→ GIVEN RECORDS
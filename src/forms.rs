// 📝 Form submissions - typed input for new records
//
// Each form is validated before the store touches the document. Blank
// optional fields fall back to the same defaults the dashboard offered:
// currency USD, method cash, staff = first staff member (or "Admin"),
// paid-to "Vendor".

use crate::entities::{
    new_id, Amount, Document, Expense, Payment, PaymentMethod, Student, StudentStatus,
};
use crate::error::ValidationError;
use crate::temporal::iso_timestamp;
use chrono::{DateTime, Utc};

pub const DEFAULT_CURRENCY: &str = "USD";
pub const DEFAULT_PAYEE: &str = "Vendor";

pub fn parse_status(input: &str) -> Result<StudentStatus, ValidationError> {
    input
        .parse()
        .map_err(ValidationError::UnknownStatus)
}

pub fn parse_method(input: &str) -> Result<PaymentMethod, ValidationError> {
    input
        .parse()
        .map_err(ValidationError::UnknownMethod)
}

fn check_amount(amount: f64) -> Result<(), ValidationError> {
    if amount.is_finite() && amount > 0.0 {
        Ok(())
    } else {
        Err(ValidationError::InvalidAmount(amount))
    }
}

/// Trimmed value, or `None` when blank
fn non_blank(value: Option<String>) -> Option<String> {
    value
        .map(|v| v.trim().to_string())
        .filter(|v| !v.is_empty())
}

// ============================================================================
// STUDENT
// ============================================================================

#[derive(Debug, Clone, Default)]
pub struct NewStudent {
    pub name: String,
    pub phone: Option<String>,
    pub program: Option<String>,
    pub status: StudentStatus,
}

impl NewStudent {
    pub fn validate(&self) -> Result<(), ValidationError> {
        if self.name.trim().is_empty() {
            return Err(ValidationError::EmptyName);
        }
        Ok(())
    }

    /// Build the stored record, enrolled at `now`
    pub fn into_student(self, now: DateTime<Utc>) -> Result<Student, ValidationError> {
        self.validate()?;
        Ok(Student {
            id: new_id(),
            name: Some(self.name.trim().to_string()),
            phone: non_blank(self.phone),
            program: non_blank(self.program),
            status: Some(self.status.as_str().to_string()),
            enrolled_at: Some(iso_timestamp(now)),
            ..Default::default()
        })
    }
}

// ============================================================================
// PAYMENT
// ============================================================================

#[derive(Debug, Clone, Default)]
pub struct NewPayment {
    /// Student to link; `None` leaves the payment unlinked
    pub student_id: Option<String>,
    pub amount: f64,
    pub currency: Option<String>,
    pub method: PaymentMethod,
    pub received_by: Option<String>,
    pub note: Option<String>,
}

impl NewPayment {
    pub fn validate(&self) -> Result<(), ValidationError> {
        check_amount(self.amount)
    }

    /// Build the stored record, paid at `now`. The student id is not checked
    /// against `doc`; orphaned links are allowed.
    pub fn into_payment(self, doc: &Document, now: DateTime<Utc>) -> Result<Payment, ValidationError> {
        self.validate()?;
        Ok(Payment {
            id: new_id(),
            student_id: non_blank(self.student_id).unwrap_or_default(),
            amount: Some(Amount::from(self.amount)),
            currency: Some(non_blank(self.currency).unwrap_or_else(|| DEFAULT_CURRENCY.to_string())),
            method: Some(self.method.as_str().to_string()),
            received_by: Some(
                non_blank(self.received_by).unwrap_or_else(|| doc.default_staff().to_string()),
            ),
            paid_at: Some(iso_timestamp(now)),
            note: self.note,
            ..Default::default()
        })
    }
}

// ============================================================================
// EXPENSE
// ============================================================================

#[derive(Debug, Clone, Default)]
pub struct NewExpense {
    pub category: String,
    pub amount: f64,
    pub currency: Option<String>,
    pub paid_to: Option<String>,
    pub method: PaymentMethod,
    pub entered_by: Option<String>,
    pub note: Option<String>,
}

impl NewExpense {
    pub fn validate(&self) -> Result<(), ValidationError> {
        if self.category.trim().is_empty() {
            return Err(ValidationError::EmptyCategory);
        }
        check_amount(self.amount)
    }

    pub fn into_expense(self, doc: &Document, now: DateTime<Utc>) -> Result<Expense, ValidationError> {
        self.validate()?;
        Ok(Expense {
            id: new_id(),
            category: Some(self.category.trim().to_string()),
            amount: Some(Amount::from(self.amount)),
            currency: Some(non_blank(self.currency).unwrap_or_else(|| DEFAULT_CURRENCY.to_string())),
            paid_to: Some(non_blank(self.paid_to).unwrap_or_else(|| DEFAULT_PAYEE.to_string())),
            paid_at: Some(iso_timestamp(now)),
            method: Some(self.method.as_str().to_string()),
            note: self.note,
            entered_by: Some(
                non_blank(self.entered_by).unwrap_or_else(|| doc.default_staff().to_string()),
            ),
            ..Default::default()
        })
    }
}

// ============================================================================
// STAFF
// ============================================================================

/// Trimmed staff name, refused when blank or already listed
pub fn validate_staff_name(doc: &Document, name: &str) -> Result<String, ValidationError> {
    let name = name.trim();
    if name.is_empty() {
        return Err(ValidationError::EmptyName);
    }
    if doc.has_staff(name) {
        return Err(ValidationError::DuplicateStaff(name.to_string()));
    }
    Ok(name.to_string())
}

→ TASK
Set down each entry exactly, leaving none out.

→ REPLY TO THE TASK
filename src/forms.rs
// 📝 Form submissions - typed input for new records
//
// Each form is validated before the store touches the document. Blank
// optional fields fall back to the same defaults the dashboard offered:
// currency USD, method cash, staff = first staff member (or "Admin"),
// paid-to "Vendor".

use crate::entities::{
    new_id, Amount, Document, Expense, Payment, PaymentMethod, Student, StudentStatus,
};
use crate::error::ValidationError;
use crate::temporal::iso_timestamp;
use chrono::{DateTime, Utc};

pub const DEFAULT_CURRENCY: &str = "USD";
pub const DEFAULT_PAYEE: &str = "Vendor";

pub fn parse_status(input: &str) -> Result<StudentStatus, ValidationError> {
    input
        .parse()
        .map_err(ValidationError::UnknownStatus)
}

pub fn parse_method(input: &str) -> Result<PaymentMethod, ValidationError> {
    input
        .parse()
        .map_err(ValidationError::UnknownMethod)
}

fn check_amount(amount: f64) -> Result<(), ValidationError> {
    if amount.is_finite() && amount > 0.0 {
        Ok(())
    } else {
        Err(ValidationError::InvalidAmount(amount))
    }
}

/// Trimmed value, or `None` when blank
fn non_blank(value: Option<String>) -> Option<String> {
    value
        .map(|v| v.trim().to_string())
        .filter(|v| !v.is_empty())
}

// ============================================================================
// STUDENT
// ============================================================================

#[derive(Debug, Clone, Default)]
pub struct NewStudent {
    pub name: String,
    pub phone: Option<String>,
    pub program: Option<String>,
    pub status: StudentStatus,
}

impl NewStudent {
    pub fn validate(&self) -> Result<(), ValidationError> {
        if self.name.trim().is_empty() {
            return Err(ValidationError::EmptyName);
        }
        Ok(())
    }

    /// Build the stored record, enrolled at `now`
    pub fn into_student(self, now: DateTime<Utc>) -> Result<Student, ValidationError> {
        self.validate()?;
        Ok(Student {
            id: new_id(),
            name: Some(self.name.trim().to_string()),
            phone: non_blank(self.phone),
            program: non_blank(self.program),
            status: Some(self.status.as_str().to_string()),
            enrolled_at: Some(iso_timestamp(now)),
            ..Default::default()
        })
    }
}

// ============================================================================
// PAYMENT
// ============================================================================

#[derive(Debug, Clone, Default)]
pub struct NewPayment {
    /// Student to link; `None` leaves the payment unlinked
    pub student_id: Option<String>,
    pub amount: f64,
    pub currency: Option<String>,
    pub method: PaymentMethod,
    pub received_by: Option<String>,
    pub note: Option<String>,
}

impl NewPayment {
    pub fn validate(&self) -> Result<(), ValidationError> {
        check_amount(self.amount)
    }

    /// Build the stored record, paid at `now`. The student id is not checked
    /// against `doc`; orphaned links are allowed.
    pub fn into_payment(self, doc: &Document, now: DateTime<Utc>) -> Result<Payment, ValidationError> {
        self.validate()?;
        Ok(Payment {
            id: new_id(),
            student_id: non_blank(self.student_id).unwrap_or_default(),
            amount: Some(Amount::from(self.amount)),
            currency: Some(non_blank(self.currency).unwrap_or_else(|| DEFAULT_CURRENCY.to_string())),
            method: Some(self.method.as_str().to_string()),
            received_by: Some(
                non_blank(self.received_by).unwrap_or_else(|| doc.default_staff().to_string()),
            ),
            paid_at: Some(iso_timestamp(now)),
            note: self.note,
            ..Default::default()
        })
    }
}

// ============================================================================
// EXPENSE
// ============================================================================

#[derive(Debug, Clone, Default)]
pub struct NewExpense {
    pub category: String,
    pub amount: f64,
    pub currency: Option<String>,
    pub paid_to: Option<String>,
    pub method: PaymentMethod,
    pub entered_by: Option<String>,
    pub note: Option<String>,
}

impl NewExpense {
    pub fn validate(&self) -> Result<(), ValidationError> {
        if self.category.trim().is_empty() {
            return Err(ValidationError::EmptyCategory);
        }
        check_amount(self.amount)
    }

    pub fn into_expense(self, doc: &Document, now: DateTime<Utc>) -> Result<Expense, ValidationError> {
        self.validate()?;
        Ok(Expense {
            id: new_id(),
            category: Some(self.category.trim().to_string()),
            amount: Some(Amount::from(self.amount)),
            currency: Some(non_blank(self.currency).unwrap_or_else(|| DEFAULT_CURRENCY.to_string())),
            paid_to: Some(non_blank(self.paid_to).unwrap_or_else(|| DEFAULT_PAYEE.to_string())),
            paid_at: Some(iso_timestamp(now)),
            method: Some(self.method.as_str().to_string()),
            note: self.note,
            entered_by: Some(
                non_blank(self.entered_by).unwrap_or_else(|| doc.default_staff().to_string()),
            ),
            ..Default::default()
        })
    }
}

// ============================================================================
// STAFF
// ============================================================================

/// Trimmed staff name, refused when blank or already listed
pub fn validate_staff_name(doc: &Document, name: &str) -> Result<String, ValidationError> {
    let name = name.trim();
    if name.is_empty() {
        return Err(ValidationError::EmptyName);
    }
    if doc.has_staff(name) {
        return Err(ValidationError::DuplicateStaff(name.to_string()));
    }
    Ok(name.to_string())
}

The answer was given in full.